**Work item**
Within the material below, transcribe exactly the lines from the one holding "events.on(event, handler, ListenerOptions::eager())" through the one holding "from the start.", keeping both ends and skipping the rest.

**Input**

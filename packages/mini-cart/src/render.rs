//! Mini-cart container rendering.
//!
//! The container itself belongs to the commerce library; the decorator only
//! supplies routes and the thumbnail slot. [`StaticMiniCart`] reproduces the
//! container markup from a known cart for offline rendering.

use crate::cart::{CartData, CartItem, ImageProps};
use crate::error::MiniCartResult;
use async_trait::async_trait;
use serde::Serialize;
use storefront_dom::{Element, VNode};

/// Routes handed to the mini-cart container. `None` hides the matching action.
#[derive(Debug, Clone, Default, PartialEq, Eq, Serialize)]
#[serde(rename_all = "camelCase")]
pub struct MiniCartProps {
    pub route_empty_cart_cta: Option<String>,
    pub route_cart: Option<String>,
    pub route_checkout: Option<String>,
}

/// What the container passes to the thumbnail slot for one cart line
#[derive(Debug, Clone)]
pub struct ThumbnailContext<'a> {
    pub item: &'a CartItem,
    pub default_image_props: ImageProps,
}

/// Custom thumbnail content for each cart line
pub trait ThumbnailSlot: Send + Sync {
    fn render(&self, ctx: &ThumbnailContext<'_>) -> Vec<VNode>;
}

#[async_trait]
pub trait MiniCartRenderer: Send + Sync {
    /// Render the container into nodes for the block
    async fn render(&self, props: &MiniCartProps, thumbnail: &dyn ThumbnailSlot) -> MiniCartResult<Vec<VNode>>;
}

pub const PRODUCTS_CLASS: &str = "cart-mini-cart__products";

const THUMBNAIL_SIZE: u32 = 300;

/// Renders the container for a fixed cart
#[derive(Debug, Clone, Default)]
pub struct StaticMiniCart {
    cart: CartData,
}

impl StaticMiniCart {
    pub fn new(cart: CartData) -> Self {
        Self { cart }
    }

    fn default_image_props(item: &CartItem) -> ImageProps {
        let image = item.image.clone().unwrap_or_default();
        ImageProps {
            alt: if image.alt.is_empty() { item.name.clone() } else { image.alt },
            width: image.width.or(Some(THUMBNAIL_SIZE)),
            height: image.height.or(Some(THUMBNAIL_SIZE)),
            src: image.src,
        }
    }

    fn render_item(item: &CartItem, thumbnail: &dyn ThumbnailSlot) -> Element {
        let ctx = ThumbnailContext {
            item,
            default_image_props: Self::default_image_props(item),
        };

        Element::new("div")
            .with_class("dropin-cart-item")
            .with_child(
                Element::new("div")
                    .with_class("dropin-cart-item__image")
                    .with_children(thumbnail.render(&ctx)),
            )
            .with_child(
                Element::new("div")
                    .with_class("dropin-cart-item__title")
                    .with_text(item.name.as_str()),
            )
    }
}

fn action(class: &str, href: Option<&str>, label: &str) -> Option<Element> {
    href.map(|href| {
        Element::new("a")
            .with_class(class)
            .with_attr("href", href)
            .with_text(label)
    })
}

#[async_trait]
impl MiniCartRenderer for StaticMiniCart {
    async fn render(&self, props: &MiniCartProps, thumbnail: &dyn ThumbnailSlot) -> MiniCartResult<Vec<VNode>> {
        let mut container = Element::new("div").with_class("cart-mini-cart");

        if self.cart.items.is_empty() {
            let mut empty = Element::new("div")
                .with_class("cart-mini-cart__empty-cart")
                .with_child(Element::new("p").with_text("Your cart is empty"));
            if let Some(cta) = action("cart-mini-cart__start-shopping", props.route_empty_cart_cta.as_deref(), "Start shopping") {
                empty.append(cta);
            }
            container.append(empty);
            return Ok(vec![container.into()]);
        }

        let products = Element::new("div")
            .with_class(PRODUCTS_CLASS)
            .with_children(self.cart.items.iter().map(|item| VNode::from(Self::render_item(item, thumbnail))));
        container.append(products);

        let footer = Element::new("div").with_class("cart-mini-cart__footer").with_children(
            [
                action("cart-mini-cart__cart-link", props.route_cart.as_deref(), "View Cart"),
                action("cart-mini-cart__checkout-link", props.route_checkout.as_deref(), "Checkout"),
            ]
            .into_iter()
            .flatten()
            .map(VNode::from),
        );
        container.append(footer);

        Ok(vec![container.into()])
    }
}
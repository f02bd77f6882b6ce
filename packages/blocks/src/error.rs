use storefront_dom::DomError;
use thiserror::Error;

pub type DecorateResult<T> = Result<T, DecorateError>;

/// Errors that can occur before a decorator runs.
///
/// Missing authored content is never an error: decorators treat it as an
/// absent feature or leave the block inert.
#[derive(Error, Debug)]
pub enum DecorateError {
    #[error("Markup error: {0}")]
    Markup(#[from] DomError),

    #[error("Block root has no class naming the block")]
    Unnamed,

    #[error("No decorator registered for block '{0}'")]
    UnknownBlock(String),
}
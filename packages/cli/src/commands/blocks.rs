use anyhow::Result;
use clap::Args;
use colored::Colorize;
use storefront_blocks::BlockRegistry;
use storefront_mini_cart::BLOCK_NAME as MINI_CART;

#[derive(Debug, Args)]
pub struct BlocksArgs {
    /// Print names as a JSON array
    #[arg(long)]
    pub json: bool,
}

/// Every block `decorate` knows, sorted
pub fn block_names(registry: &BlockRegistry) -> Vec<&'static str> {
    let mut names = registry.names();
    names.push(MINI_CART);
    names.sort_unstable();
    names
}

pub fn blocks(args: BlocksArgs) -> Result<()> {
    let names = block_names(&BlockRegistry::with_defaults());

    if args.json {
        println!("{}", serde_json::to_string_pretty(&names)?);
        return Ok(());
    }

    println!("{}", "Registered blocks:".bright_blue().bold());
    for name in names {
        let kind = if name == MINI_CART { "async" } else { "sync" };
        println!("  {} {} {}", "•".green(), name, format!("({})", kind).dimmed());
    }

    Ok(())
}
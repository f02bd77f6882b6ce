//! Mini-cart block decorator.
//!
//! Unlike the synchronous decorators in `storefront-blocks`, the mini-cart is
//! wired to collaborators: a placeholder source for translated messages, the
//! commerce cart API, a renderer for the vendor mini-cart container and an
//! event bus for cart notifications. Each is a trait so the decorator can run
//! against the real storefront services or the offline implementations here.

pub mod cart;
pub mod config;
pub mod decorate;
pub mod error;
pub mod events;
pub mod message;
pub mod placeholders;
pub mod quantity;
pub mod render;


pub use cart::{
    CartApi, CartApiLoader, CartData, CartItem, CartItemUpdate, CartLine, CartSnapshot, ImageProps, LoadedCartApi,
    ProductUrl, StaticCart,
};
pub use config::{root_link, MiniCartConfig};
pub use decorate::{close_panel, decorate, MiniCart, MiniCartDeps, BLOCK_NAME};
pub use error::{MiniCartError, MiniCartResult};
pub use events::{EventBus, EventHandler, ListenerOptions, LocalEventBus, Subscription, PRODUCT_ADDED, PRODUCT_UPDATED};
pub use message::UpdateMessage;
pub use placeholders::{JsonPlaceholders, PlaceholderSource, Placeholders};
pub use quantity::{format_price, QuantityControl};
pub use render::{MiniCartProps, MiniCartRenderer, StaticMiniCart, ThumbnailContext, ThumbnailSlot};
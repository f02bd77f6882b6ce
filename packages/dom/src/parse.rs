//! HTML fragment parsing on top of `tl`.

use crate::error::{DomError, DomResult};
use crate::vdom::{Element, VNode};

/// Parse an HTML fragment into owned nodes.
///
/// Comments and declarations are dropped. Whitespace-only text that spans a line
/// break is indentation and is dropped too; single spaces between inline elements
/// are kept.
pub fn parse_fragment(html: &str) -> DomResult<Vec<VNode>> {
    let dom = tl::parse(html, tl::ParserOptions::default())
        .map_err(|e| DomError::Parse(format!("{:?}", e)))?;

    let parser = dom.parser();
    Ok(dom
        .children()
        .iter()
        .filter_map(|handle| convert(*handle, parser))
        .collect())
}

/// Parse a fragment and return its first element
pub fn parse_element(html: &str) -> DomResult<Element> {
    parse_fragment(html)?
        .into_iter()
        .find_map(VNode::into_element)
        .ok_or(DomError::NoElement)
}

fn convert(handle: tl::NodeHandle, parser: &tl::Parser) -> Option<VNode> {
    let node = handle.get(parser)?;

    match node {
        tl::Node::Tag(tag) => {
            let tag_name = tag.name().as_utf8_str().to_lowercase();
            if tag_name.starts_with('!') {
                return None;
            }

            let mut element = Element::new(tag_name);
            for (key, value) in tag.attributes().iter() {
                let key_str: &str = key.as_ref();
                let value_str = value.map(|v| decode_entities(&v)).unwrap_or_default();
                element.set_attr(key_str.to_lowercase(), value_str);
            }

            for child_handle in tag.children().top().iter() {
                if let Some(child) = convert(*child_handle, parser) {
                    element.children.push(child);
                }
            }

            Some(VNode::Element(element))
        }
        tl::Node::Raw(bytes) => {
            let text = bytes.as_utf8_str();
            if text.trim().is_empty() && text.contains('\n') {
                None
            } else {
                Some(VNode::text(decode_entities(&text)))
            }
        }
        tl::Node::Comment(_) => None,
    }
}

/// Decode HTML character references
pub fn decode_entities(input: &str) -> String {
    if !input.contains('&') {
        return input.to_string();
    }

    let mut out = String::with_capacity(input.len());
    let mut rest = input;

    while let Some(amp) = rest.find('&') {
        out.push_str(&rest[..amp]);
        rest = &rest[amp..];

        let decoded = rest
            .find(';')
            .filter(|end| *end <= 10)
            .and_then(|end| decode_reference(&rest[1..end]).map(|c| (c, end)));

        match decoded {
            Some((c, end)) => {
                out.push(c);
                rest = &rest[end + 1..];
            }
            None => {
                out.push('&');
                rest = &rest[1..];
            }
        }
    }

    out.push_str(rest);
    out
}

fn decode_reference(name: &str) -> Option<char> {
    if let Some(numeric) = name.strip_prefix('#') {
        let code = match numeric.strip_prefix('x').or_else(|| numeric.strip_prefix('X')) {
            Some(hex) => u32::from_str_radix(hex, 16).ok()?,
            None => numeric.parse::<u32>().ok()?,
        };
        return char::from_u32(code);
    }

    match name {
        "amp" => Some('&'),
        "lt" => Some('<'),
        "gt" => Some('>'),
        "quot" => Some('"'),
        "apos" => Some('\''),
        "nbsp" => Some('\u{a0}'),
        _ => None,
    }
}
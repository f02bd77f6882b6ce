use crate::cart::{CartApi, CartApiLoader};
use crate::config::{root_link, MiniCartConfig};
use crate::error::{MiniCartError, MiniCartResult};
use crate::events::{EventBus, EventHandler, ListenerOptions, Subscription, PRODUCT_ADDED, PRODUCT_UPDATED};
use crate::message::{UpdateMessage, WRAPPER_CLASS};
use crate::placeholders::{PlaceholderSource, Placeholders};
use crate::quantity::{QuantityControl, UID_ATTR};
use crate::render::{MiniCartProps, MiniCartRenderer, ThumbnailContext, ThumbnailSlot, PRODUCTS_CLASS};
use serde_json::Value;
use std::sync::{Arc, Mutex, PoisonError};
use storefront_blocks::Block;
use storefront_dom::query::class;
use storefront_dom::{Element, VNode};
use tokio::runtime::Handle;
use tracing::{debug, info, warn};

/// Name of the mini-cart block
pub const BLOCK_NAME: &str = "commerce-mini-cart";

const PANEL_CLASS: &str = "minicart-panel";
const PANEL_VISIBLE: &str = "nav-tools-panel--show";

/// Collaborators the mini-cart decorator is wired to
pub struct MiniCartDeps {
    pub placeholders: Arc<dyn PlaceholderSource>,
    pub cart: Arc<dyn CartApiLoader>,
    pub renderer: Arc<dyn MiniCartRenderer>,
    pub events: Arc<dyn EventBus>,
    /// Store root prefixed to every storefront link
    pub root_path: String,
}

/// Thumbnail slot: product link with the item image, then the quantity incrementer
struct QuantitySlot {
    api: Arc<dyn CartApi>,
    root_path: String,
    controls: Mutex<Vec<QuantityControl>>,
}

impl ThumbnailSlot for QuantitySlot {
    fn render(&self, ctx: &ThumbnailContext<'_>) -> Vec<VNode> {
        let item = ctx.item;
        let href = root_link(
            &self.root_path,
            &format!("/products/{}/{}", item.url.url_key, item.top_level_sku),
        );

        let mut anchor = Element::new("a").with_attr("href", href);
        let image = &ctx.default_image_props;
        if !image.src.is_empty() {
            let mut img = Element::new("img")
                .with_attr("src", image.src.as_str())
                .with_attr("alt", image.alt.as_str());
            if let Some(width) = image.width {
                img.set_attr("width", width.to_string());
            }
            if let Some(height) = image.height {
                img.set_attr("height", height.to_string());
            }
            anchor.append(img.with_attr("loading", "lazy"));
        }

        let control = QuantityControl::new(item, self.api.clone());
        let incrementer = control.element();
        self.controls
            .lock()
            .unwrap_or_else(PoisonError::into_inner)
            .push(control);

        vec![anchor.into(), incrementer.into()]
    }
}

/// A decorated mini-cart with its live quantity controls and message
pub struct MiniCart {
    block: Block,
    config: MiniCartConfig,
    controls: Vec<QuantityControl>,
    message: UpdateMessage,
    events: Arc<dyn EventBus>,
    subscriptions: Vec<Subscription>,
}

impl MiniCart {
    pub fn block(&self) -> &Block {
        &self.block
    }

    pub fn config(&self) -> &MiniCartConfig {
        &self.config
    }

    pub fn message(&self) -> &UpdateMessage {
        &self.message
    }

    pub fn controls(&self) -> &[QuantityControl] {
        &self.controls
    }

    pub fn control_mut(&mut self, uid: &str) -> Option<&mut QuantityControl> {
        self.controls.iter_mut().find(|control| control.uid() == uid)
    }

    /// Write control and message state into the block markup
    pub fn sync(&mut self) {
        let controls = &self.controls;
        let root = self.block.root_mut();

        root.for_each_match(
            |el| el.has_attr(UID_ATTR),
            |incrementer| {
                let control = incrementer
                    .attr(UID_ATTR)
                    .and_then(|uid| controls.iter().find(|control| control.uid() == uid));
                if let Some(control) = control {
                    control.apply_to(incrementer);
                }
            },
        );

        if let Some(wrapper) = root.find_mut(class(WRAPPER_CLASS)) {
            self.message.apply_to(wrapper);
        }
    }

    /// Hide the mini-cart panel of `page`
    pub fn close(&self, page: &mut Element) -> bool {
        close_panel(page)
    }

    /// Final markup. Event subscriptions are released.
    pub fn into_block(mut self) -> Block {
        self.sync();
        self.release();
        std::mem::replace(&mut self.block, Block::new(BLOCK_NAME, Element::new("div")))
    }

    fn release(&mut self) {
        for subscription in self.subscriptions.drain(..) {
            self.events.off(&subscription);
        }
    }
}

impl Drop for MiniCart {
    fn drop(&mut self) {
        self.release();
    }
}

/// Remove the visible state from the page's mini-cart panel, if there is one
pub fn close_panel(page: &mut Element) -> bool {
    let panel = if page.has_class(PANEL_CLASS) {
        Some(page)
    } else {
        page.find_mut(class(PANEL_CLASS))
    };
    match panel {
        Some(panel) => {
            panel.remove_class(PANEL_VISIBLE);
            true
        }
        None => {
            debug!("No mini cart panel to close");
            false
        }
    }
}

fn close_icon() -> Element {
    let path = Element::new("path")
        .with_attr("d", "M18 6L6 18M6 6l12 12")
        .with_attr("stroke", "currentColor")
        .with_attr("stroke-width", "2")
        .with_attr("stroke-linecap", "round")
        .with_attr("stroke-linejoin", "round");
    let svg = Element::new("svg")
        .with_attr("width", "24")
        .with_attr("height", "24")
        .with_attr("viewBox", "0 0 24 24")
        .with_attr("fill", "none")
        .with_attr("xmlns", "http://www.w3.org/2000/svg")
        .with_child(path);
    let button = Element::new("button")
        .with_attr("type", "button")
        .with_class("commerce-mini-cart__close-button")
        .with_attr("aria-label", "Close mini cart")
        .with_child(svg);

    Element::new("div")
        .with_class("commerce-mini-cart__close-icon")
        .with_child(button)
}

fn subscribe(events: &dyn EventBus, event: &str, message: &UpdateMessage, text: Option<&str>) -> Subscription {
    let message = message.clone();
    let text = text.unwrap_or_default().to_string();
    let handler: EventHandler = Arc::new(move |_: &Value| message.show(&text));
    events.on(event, handler, ListenerOptions::eager())
}

fn route(root_path: &str, link: &str) -> Option<String> {
    (!link.is_empty()).then(|| root_link(root_path, link))
}

/// Decorate a mini-cart block.
///
/// The cart API is resolved before any quantity control is built, so every
/// control can issue mutations from the start.
pub async fn decorate(mut block: Block, deps: &MiniCartDeps) -> MiniCartResult<MiniCart> {
    if block.is_decorated() {
        return Err(MiniCartError::AlreadyDecorated);
    }

    let config = MiniCartConfig::from_block(&block);
    debug!(?config, "Read mini cart config");

    let placeholders = match deps.placeholders.fetch_placeholders().await {
        Ok(placeholders) => placeholders,
        Err(err) => {
            warn!(error = %err, "Placeholders unavailable, cart messages will be empty");
            Placeholders::default()
        }
    };

    let api = deps.cart.load().await?;
    let runtime = Handle::try_current().map_err(|_| MiniCartError::NoRuntime)?;
    let message = UpdateMessage::new(runtime);

    let events = deps.events.clone();
    let subscriptions = vec![
        subscribe(events.as_ref(), PRODUCT_ADDED, &message, placeholders.added_message()),
        subscribe(events.as_ref(), PRODUCT_UPDATED, &message, placeholders.updated_message()),
    ];

    let root = block.root_mut();
    root.clear();
    root.add_class(BLOCK_NAME);

    let props = MiniCartProps {
        route_empty_cart_cta: route(&deps.root_path, &config.start_shopping_url),
        route_cart: route(&deps.root_path, &config.cart_url),
        route_checkout: route(&deps.root_path, &config.checkout_url),
    };
    let slot = QuantitySlot {
        api,
        root_path: deps.root_path.clone(),
        controls: Mutex::new(Vec::new()),
    };

    let nodes = match deps.renderer.render(&props, &slot).await {
        Ok(nodes) => nodes,
        Err(err) => {
            for subscription in &subscriptions {
                events.off(subscription);
            }
            return Err(err);
        }
    };
    let controls = slot.controls.into_inner().unwrap_or_else(PoisonError::into_inner);

    let root = block.root_mut();
    root.children.extend(nodes);
    root.append(close_icon());

    let wrapper = message.element();
    match root.find_mut(class(PRODUCTS_CLASS)) {
        Some(products) => products.prepend(wrapper),
        None => {
            info!("Products container not found, appending message to block");
            root.append(wrapper);
        }
    }

    block.mark_decorated();
    info!(items = controls.len(), "Decorated mini cart");

    Ok(MiniCart {
        block,
        config,
        controls,
        message,
        events,
        subscriptions,
    })
}
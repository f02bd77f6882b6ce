//! Block discovery over a whole page tree.

use crate::block::Block;
use crate::registry::{BlockRegistry, Decoration};
use serde::Serialize;
use storefront_dom::{Element, VNode};
use tracing::{debug, info};

/// Counts from one page decoration pass
#[derive(Debug, Clone, Copy, Default, PartialEq, Eq, Serialize)]
#[serde(rename_all = "camelCase")]
pub struct PageReport {
    pub decorated: usize,
    pub already_decorated: usize,
    pub inert: usize,
}

impl PageReport {
    pub fn total(&self) -> usize {
        self.decorated + self.already_decorated + self.inert
    }

    fn record(&mut self, decoration: &Decoration) {
        match decoration {
            Decoration::Applied(_) => self.decorated += 1,
            Decoration::AlreadyDecorated(_) => self.already_decorated += 1,
            Decoration::Inert(_) => self.inert += 1,
        }
    }
}

/// Name of the block an element roots: the first class of a `div`
pub fn block_name(element: &Element) -> Option<&str> {
    if !element.is("div") {
        return None;
    }
    element.classes().next()
}

/// Decorate every registered block found under `root`.
///
/// Blocks are not searched for nested blocks; their content belongs to the
/// decorator.
pub fn decorate_page(root: &mut Element, registry: &BlockRegistry) -> PageReport {
    let mut report = PageReport::default();
    decorate_children(&mut root.children, registry, &mut report);
    info!(
        decorated = report.decorated,
        already_decorated = report.already_decorated,
        inert = report.inert,
        "Decorated page"
    );
    report
}

fn decorate_children(nodes: &mut [VNode], registry: &BlockRegistry, report: &mut PageReport) {
    for node in nodes.iter_mut() {
        let VNode::Element(element) = node else {
            continue;
        };

        let name = match block_name(element) {
            Some(name) if registry.contains(name) => name.to_string(),
            _ => {
                decorate_children(&mut element.children, registry, report);
                continue;
            }
        };

        let root = std::mem::replace(element, Element::new("div"));
        let block = Block::new(name, root);
        match registry.decorate(block) {
            Ok(decoration) => {
                report.record(&decoration);
                *element = decoration.into_block().into_element();
            }
            Err(err) => {
                // unreachable in practice: the name was checked above
                debug!(error = %err, "Block skipped");
            }
        }
    }
}

/// Child-index path from a page root to a block
#[derive(Debug, Clone, PartialEq, Eq, Hash)]
pub struct BlockPath(Vec<usize>);

impl BlockPath {
    pub fn indices(&self) -> &[usize] {
        &self.0
    }
}

/// Detach every block with the given name, leaving placeholders so the paths
/// stay valid until the blocks are put back with [`put_block`].
pub fn take_blocks_named(root: &mut Element, name: &str) -> Vec<(BlockPath, Block)> {
    let mut taken = Vec::new();
    let mut path = Vec::new();
    take_in(&mut root.children, name, &mut path, &mut taken);
    taken
}

fn take_in(
    nodes: &mut [VNode],
    name: &str,
    path: &mut Vec<usize>,
    taken: &mut Vec<(BlockPath, Block)>,
) {
    for (index, node) in nodes.iter_mut().enumerate() {
        let VNode::Element(element) = node else {
            continue;
        };
        path.push(index);
        if block_name(element) == Some(name) {
            let root = std::mem::replace(node, VNode::text(""));
            if let Some(root) = root.into_element() {
                taken.push((BlockPath(path.clone()), Block::new(name, root)));
            }
        } else {
            take_in(&mut element.children, name, path, taken);
        }
        path.pop();
    }
}

/// Put a block back at the path it was taken from. Returns false if the path
/// no longer exists.
pub fn put_block(root: &mut Element, path: &BlockPath, block: Block) -> bool {
    let Some((last, parents)) = path.0.split_last() else {
        return false;
    };

    let mut current = root;
    for index in parents {
        match current.children.get_mut(*index).and_then(VNode::as_element_mut) {
            Some(child) => current = child,
            None => return false,
        }
    }

    match current.children.get_mut(*last) {
        Some(slot) => {
            *slot = VNode::Element(block.into_element());
            true
        }
        None => false,
    }
}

**Response area**
    events.on(event, handler, ListenerOptions::eager())
}

fn route(root_path: &str, link: &str) -> Option<String> {
    (!link.is_empty()).then(|| root_link(root_path, link))
}

/// Decorate a mini-cart block.
///
/// The cart API is resolved before any quantity control is built, so every
/// control can issue mutations from the start.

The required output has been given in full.